A columnist at the L.A. Times recently explored the internal struggle readers may have in wanting to be knowledgeable about the day’s news and feeling it causes too much grief, noting comments to a Facebook post on the subject, which included one person who “feel(s) the suffering in the world too much.” Others commented that they need to have strength to read the news or said they avoid it to keep their sanity intact.
First, one might wonder how it’s even possible to avoid current events in the first place, as anyone who uses social media can either see some form of news stories in a “trending” box alongside the page or see them translated into a two-word hashtag.
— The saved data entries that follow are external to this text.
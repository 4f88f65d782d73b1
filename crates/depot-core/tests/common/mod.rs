//! Scripted provider shared by the integration tests.

#![allow(dead_code)]

use std::collections::{HashMap, HashSet};
use std::sync::atomic::{AtomicBool, Ordering};
use std::sync::Mutex;
use std::time::Duration;

use async_trait::async_trait;
use depot_core::{
    Payload, ProgressSink, ProviderError, ResourceLocation, ResourceProvider, SceneLoadMode,
    SceneProvider, TypeTag,
};
use tokio::sync::watch;
use tracing_subscriber::EnvFilter;

/// Scene payload produced by [`ScriptedProvider`].
#[derive(Debug, PartialEq, Eq)]
pub struct Scene {
    pub name: String,
    pub mode: SceneLoadMode,
}

/// A provider whose behaviour each test scripts up front.
///
/// Loads and unloads can be held at a gate, keys can be made to fail or
/// panic, and every call is counted.
pub struct ScriptedProvider {
    fetches: Mutex<HashMap<String, usize>>,
    releases: Mutex<Vec<String>>,
    unloads: Mutex<Vec<String>>,
    failing: Mutex<HashSet<String>>,
    missing: Mutex<HashSet<String>>,
    panicking: Mutex<HashSet<String>>,
    labels: Mutex<HashMap<String, Vec<String>>>,
    release_fails: AtomicBool,
    release_panics: AtomicBool,
    progress_steps: Mutex<Vec<f32>>,
    load_gate: watch::Sender<bool>,
    unload_gate: watch::Sender<bool>,
}

impl Default for ScriptedProvider {
    fn default() -> Self {
        Self::new()
    }
}

impl ScriptedProvider {
    pub fn new() -> Self {
        Self {
            fetches: Mutex::new(HashMap::new()),
            releases: Mutex::new(Vec::new()),
            unloads: Mutex::new(Vec::new()),
            failing: Mutex::new(HashSet::new()),
            missing: Mutex::new(HashSet::new()),
            panicking: Mutex::new(HashSet::new()),
            labels: Mutex::new(HashMap::new()),
            release_fails: AtomicBool::new(false),
            release_panics: AtomicBool::new(false),
            progress_steps: Mutex::new(Vec::new()),
            load_gate: watch::channel(true).0,
            unload_gate: watch::channel(true).0,
        }
    }

    pub fn fail(&self, key: &str) {
        self.failing.lock().unwrap().insert(key.to_string());
    }

    pub fn mark_missing(&self, key: &str) {
        self.missing.lock().unwrap().insert(key.to_string());
    }

    pub fn panic_on(&self, key: &str) {
        self.panicking.lock().unwrap().insert(key.to_string());
    }

    pub fn heal(&self, key: &str) {
        self.failing.lock().unwrap().remove(key);
        self.missing.lock().unwrap().remove(key);
        self.panicking.lock().unwrap().remove(key);
    }

    pub fn label(&self, label: &str, keys: &[&str]) {
        self.labels
            .lock()
            .unwrap()
            .insert(label.to_string(), keys.iter().map(ToString::to_string).collect());
    }

    pub fn fail_releases(&self) {
        self.release_fails.store(true, Ordering::SeqCst);
    }

    pub fn panic_on_release(&self) {
        self.release_panics.store(true, Ordering::SeqCst);
    }

    pub fn progress_steps(&self, steps: &[f32]) {
        *self.progress_steps.lock().unwrap() = steps.to_vec();
    }

    pub fn hold_loads(&self) {
        self.load_gate.send_replace(false);
    }

    pub fn open_loads(&self) {
        self.load_gate.send_replace(true);
    }

    pub fn hold_unloads(&self) {
        self.unload_gate.send_replace(false);
    }

    pub fn open_unloads(&self) {
        self.unload_gate.send_replace(true);
    }

    pub fn fetch_count(&self, key: &str) -> usize {
        self.fetches.lock().unwrap().get(key).copied().unwrap_or(0)
    }

    pub fn total_fetches(&self) -> usize {
        self.fetches.lock().unwrap().values().sum()
    }

    pub fn releases(&self) -> Vec<String> {
        self.releases.lock().unwrap().clone()
    }

    pub fn unloads(&self) -> Vec<String> {
        self.unloads.lock().unwrap().clone()
    }

    async fn fetch(&self, key: &str, progress: &ProgressSink) -> Result<(), ProviderError> {
        *self.fetches.lock().unwrap().entry(key.to_string()).or_default() += 1;

        let mut gate = self.load_gate.subscribe();
        let _ = gate.wait_for(|open| *open).await;

        let steps = self.progress_steps.lock().unwrap().clone();
        for step in steps {
            progress.report(step);
            tokio::task::yield_now().await;
        }

        if self.panicking.lock().unwrap().contains(key) {
            panic!("scripted panic for {key}");
        }
        if self.missing.lock().unwrap().contains(key) {
            return Err(ProviderError::NotFound {
                key: key.to_string(),
            });
        }
        if self.failing.lock().unwrap().contains(key) {
            return Err(ProviderError::LoadFailed {
                key: key.to_string(),
                message: "scripted failure".to_string(),
            });
        }
        Ok(())
    }
}

#[async_trait]
impl ResourceProvider for ScriptedProvider {
    async fn locate(
        &self,
        key: &str,
        _type_tag: TypeTag,
    ) -> Result<Vec<ResourceLocation>, ProviderError> {
        let labels = self.labels.lock().unwrap();
        Ok(match labels.get(key) {
            Some(keys) => keys.iter().map(ResourceLocation::new).collect(),
            None => vec![ResourceLocation::new(key)],
        })
    }

    async fn load(
        &self,
        key: &str,
        _type_tag: TypeTag,
        progress: ProgressSink,
    ) -> Result<Payload, ProviderError> {
        self.fetch(key, &progress).await?;
        Ok(Payload::new(format!("payload:{key}")))
    }

    fn release(&self, key: &str, _payload: &Payload) -> Result<(), ProviderError> {
        self.releases.lock().unwrap().push(key.to_string());
        if self.release_panics.load(Ordering::SeqCst) {
            panic!("scripted release panic for {key}");
        }
        if self.release_fails.load(Ordering::SeqCst) {
            return Err(ProviderError::ReleaseFailed(format!(
                "scripted release failure for {key}"
            )));
        }
        Ok(())
    }
}

#[async_trait]
impl SceneProvider for ScriptedProvider {
    async fn load_scene(
        &self,
        key: &str,
        _type_tag: TypeTag,
        mode: SceneLoadMode,
        progress: ProgressSink,
    ) -> Result<Payload, ProviderError> {
        self.fetch(key, &progress).await?;
        Ok(Payload::new(Scene {
            name: key.to_string(),
            mode,
        }))
    }

    async fn unload_scene(&self, key: &str, _scene: &Payload) -> Result<(), ProviderError> {
        let mut gate = self.unload_gate.subscribe();
        let _ = gate.wait_for(|open| *open).await;

        self.unloads.lock().unwrap().push(key.to_string());
        if self.release_fails.load(Ordering::SeqCst) {
            return Err(ProviderError::ReleaseFailed(format!(
                "scripted unload failure for {key}"
            )));
        }
        Ok(())
    }
}

/// Routes cache logs to the test harness output. Safe to call repeatedly.
pub fn init_tracing() {
    let _ = tracing_subscriber::fmt()
        .with_env_filter(EnvFilter::from_default_env())
        .with_test_writer()
        .try_init();
}

/// Polls `condition` until it holds, failing the test after a few seconds.
pub async fn wait_until(mut condition: impl FnMut() -> bool) {
    tokio::time::timeout(Duration::from_secs(5), async {
        while !condition() {
            tokio::task::yield_now().await;
        }
    })
    .await
    .expect("condition not reached in time");
}
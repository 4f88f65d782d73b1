//! Depot core: a cache-and-loader for provider-backed resources.
//!
//! Given a string key, the caches return a shared handle to the loaded
//! payload. Concurrent requests for the same key share one provider fetch,
//! consumers are reference-counted, and a full cache evicts its
//! least-referenced entry.
//!
//! # Caches
//!
//! - [`ResourceCache`]: content units, released synchronously.
//! - [`SceneCache`]: composite scenes, unloaded asynchronously.
//!
//! Both are plain values: construct one per subsystem and pass clones to
//! whoever needs it.

pub mod cache;
pub mod error;

pub use cache::{
    CacheConfig, CacheConfigError, CacheStats, LoadOperation, LoadState, LoadStatus,
    PreloadReport, ReleaseOutcome, ResourceCache, SceneCache,
};
pub use depot_abstraction::{
    Payload, ProgressSink, ProviderError, ResourceLocation, ResourceProvider, SceneLoadMode,
    SceneProvider, TypeTag,
};
pub use error::CacheError;
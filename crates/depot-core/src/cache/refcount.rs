//! Reference-count bookkeeping shared by both caches.

use thiserror::Error;

/// Returned when a count is released more times than it was acquired.
#[derive(Debug, Clone, Copy, PartialEq, Eq, Error)]
#[error("reference count released below zero")]
pub struct RefCountUnderflow;

/// Number of live acquirers of a cache entry.
///
/// Never negative: releasing at zero is reported instead of applied.
#[derive(Debug, Clone, Copy, Default, PartialEq, Eq, PartialOrd, Ord)]
pub struct RefCount(u32);

impl RefCount {
    /// A count starting at `count`.
    #[must_use]
    pub const fn new(count: u32) -> Self {
        Self(count)
    }

    /// Current value.
    #[must_use]
    pub const fn get(self) -> u32 {
        self.0
    }

    /// Adds one acquirer and returns the new count.
    pub fn acquire(&mut self) -> u32 {
        self.0 = self.0.saturating_add(1);
        self.0
    }

    /// Removes one acquirer and returns the remaining count.
    ///
    /// # Errors
    /// Returns `RefCountUnderflow` (leaving the count at zero) if there was
    /// nothing left to release.
    pub fn release(&mut self) -> Result<u32, RefCountUnderflow> {
        if self.0 == 0 {
            return Err(RefCountUnderflow);
        }
        self.0 -= 1;
        Ok(self.0)
    }

    /// Drops an acquirer that went away without claiming its reference.
    pub fn forfeit(&mut self) {
        self.0 = self.0.saturating_sub(1);
    }
}
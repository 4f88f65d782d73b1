//! In-flight loads: a shared result plus a progress stream.
//!
//! A [`LoadOperation`] is the observer side of one provider fetch. Any
//! number of callers can hold one; they all see the same progress updates
//! and the same terminal status. The producing task holds the matching
//! [`LoadCompleter`]. If the completer is dropped before publishing a
//! result, every observer sees the load as faulted.

use std::sync::{Arc, Weak};

use depot_abstraction::{Payload, ProgressSink};
use tokio::sync::watch;

use crate::error::CacheError;

/// Status of a load.
#[derive(Debug, Clone)]
pub enum LoadStatus {
    /// Still running.
    Pending,
    /// Finished with a payload.
    Succeeded(Payload),
    /// Finished without one.
    Failed(CacheError),
}

impl LoadStatus {
    /// `true` once the load has succeeded or failed.
    #[must_use]
    pub const fn is_terminal(&self) -> bool {
        !matches!(self, Self::Pending)
    }

    fn into_result(self, key: &str) -> Result<Payload, CacheError> {
        match self {
            Self::Succeeded(payload) => Ok(payload),
            Self::Failed(err) => Err(err),
            Self::Pending => Err(abandoned(key)),
        }
    }
}

/// Snapshot of a load.
#[derive(Debug, Clone)]
pub struct LoadState {
    /// Completion fraction in `[0, 1]`.
    pub progress: f32,
    /// Current status.
    pub status: LoadStatus,
}

/// Observer handle for one fetch.
#[derive(Debug, Clone)]
pub struct LoadOperation {
    key: Arc<str>,
    state: watch::Receiver<LoadState>,
}

/// Producer side of a [`LoadOperation`].
#[derive(Debug)]
pub(crate) struct LoadCompleter {
    load_id: u64,
    state: Arc<watch::Sender<LoadState>>,
}

fn abandoned(key: &str) -> CacheError {
    CacheError::Faulted {
        key: key.to_string(),
        detail: "load task ended without a result".to_string(),
    }
}

impl LoadOperation {
    pub(crate) fn new(key: &str, load_id: u64) -> (Self, LoadCompleter) {
        let (tx, rx) = watch::channel(LoadState {
            progress: 0.0,
            status: LoadStatus::Pending,
        });
        let operation = Self {
            key: Arc::from(key),
            state: rx,
        };
        let completer = LoadCompleter {
            load_id,
            state: Arc::new(tx),
        };
        (operation, completer)
    }

    /// Key being loaded.
    #[must_use]
    pub fn key(&self) -> &str {
        &self.key
    }

    /// Latest reported progress.
    #[must_use]
    pub fn progress(&self) -> f32 {
        self.state.borrow().progress
    }

    /// Latest state snapshot.
    #[must_use]
    pub fn state(&self) -> LoadState {
        self.state.borrow().clone()
    }

    /// A receiver that is notified on every progress or status change.
    #[must_use]
    pub fn subscribe(&self) -> watch::Receiver<LoadState> {
        self.state.clone()
    }

    /// Waits for the load to finish.
    pub async fn wait(&self) -> Result<Payload, CacheError> {
        self.wait_with_progress(|_| {}).await
    }

    /// Waits for the load to finish, calling `on_progress` each time the
    /// reported fraction moves. A successful load always ends with `1.0`.
    pub async fn wait_with_progress<F>(&self, mut on_progress: F) -> Result<Payload, CacheError>
    where
        F: FnMut(f32) + Send,
    {
        let mut rx = self.state.clone();
        let mut last_reported: Option<f32> = None;
        loop {
            let (progress, status) = {
                let state = rx.borrow_and_update();
                (state.progress, state.status.clone())
            };
            if last_reported.is_none_or(|last| progress > last) {
                on_progress(progress);
                last_reported = Some(progress);
            }
            if status.is_terminal() {
                return status.into_result(&self.key);
            }
            if rx.changed().await.is_err() {
                // Sender gone: take whatever was published last.
                let status = rx.borrow().status.clone();
                return status.into_result(&self.key);
            }
        }
    }
}

impl LoadCompleter {
    pub(crate) const fn load_id(&self) -> u64 {
        self.load_id
    }

    /// A sink the provider reports through. Reports after the load is
    /// settled (or the completer dropped) are ignored.
    pub(crate) fn progress_sink(&self) -> ProgressSink {
        let state: Weak<watch::Sender<LoadState>> = Arc::downgrade(&self.state);
        ProgressSink::new(move |fraction| {
            if fraction.is_nan() {
                return;
            }
            let Some(state) = state.upgrade() else {
                return;
            };
            let fraction = fraction.clamp(0.0, 1.0);
            state.send_if_modified(|current| {
                if current.status.is_terminal() || fraction <= current.progress {
                    return false;
                }
                current.progress = fraction;
                true
            });
        })
    }

    pub(crate) fn succeed(self, payload: Payload) {
        self.state.send_modify(|current| {
            current.progress = 1.0;
            current.status = LoadStatus::Succeeded(payload);
        });
    }

    pub(crate) fn fail(self, error: CacheError) {
        self.state.send_modify(|current| current.status = LoadStatus::Failed(error));
    }
}
//! Load command implementation.

use std::path::Path;

use colored::Colorize;
use depot_core::CacheConfig;

use super::{Session, print_stats};

/// Execute the load command.
///
/// Acquires each key in order. A repeated key is a cache hit and raises its
/// reference count.
pub async fn execute(
    root: &Path,
    config: &CacheConfig,
    keys: Vec<String>,
    json: bool,
) -> anyhow::Result<()> {
    let session = Session::open(root, config)?;
    let mut failed = 0;

    for key in &keys {
        match session.content.acquire::<Vec<u8>>(key).await {
            Ok(bytes) => {
                if !json {
                    let refs = session.content.ref_count(key).unwrap_or_default();
                    println!(
                        "{} {} ({} bytes, refs {})",
                        "✓".green(),
                        key.bold(),
                        bytes.len(),
                        refs
                    );
                }
            }
            Err(err) => {
                failed += 1;
                eprintln!("{} {}: {}", "✗".red(), key.bold(), err);
            }
        }
    }

    print_stats("Content cache", &session.content.stats(), json)?;

    if failed > 0 {
        anyhow::bail!("{} of {} keys failed to load", failed, keys.len());
    }
    Ok(())
}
More importantly, though, is why someone would commit willful ignorance, as other commenters noted, to save themselves the trouble of being empathetic, if that truly can be called a problem.
That’s not to say news sources aren’t pressed for space for depressing stories. Every day there is a new death to be reported in the local papers, and often it’s a gruesome story of accidental death or murder.
On a larger scale, the news exposes the country to terrorist attacks that resulted from free speech causing offense, to the stories of unarmed black men and children who were killed by police officers and to the growing problem of gun violence in the country’s schools. The instantaneous access to disturbing photos and videos doesn’t make the news any easier to digest, either.
As much as these occurrences may cause people to want to cut ties from the media outlets that draw attention to them, doing so doesn’t allow anyone to get anything out of the circumstances surrounding them other than the satisfaction of not experiencing unpleasant feelings.
Though the news is often loaded with doom and gloom, the people who create or consume the news have a social responsibility to learn from the tragedies and prevent such incidences from happening in the future.
To avoid the news, and in turn avoid the human response it may cause, raises a barrier between social events that arise and subsequent social change. There would be no support of causes, such as those which have become recognizable by the few words “Yes All Women,” “Black Lives Matter” or “Je suis Charlie,” without first having an awareness of them.
One of the questions the L.A. Times column poses is how much people are responsible for being conscious of current events. Avoiding the problematic or the depressing doesn’t make either disappear, even if they are not within close proximity, and the problems that inspire saddening news are what should, ideally, inspire people to want to know more about the world in which they live. While interest in these events may not necessarily become a maintained, personal responsibility, it is something that should be worth sacrificing personal calm.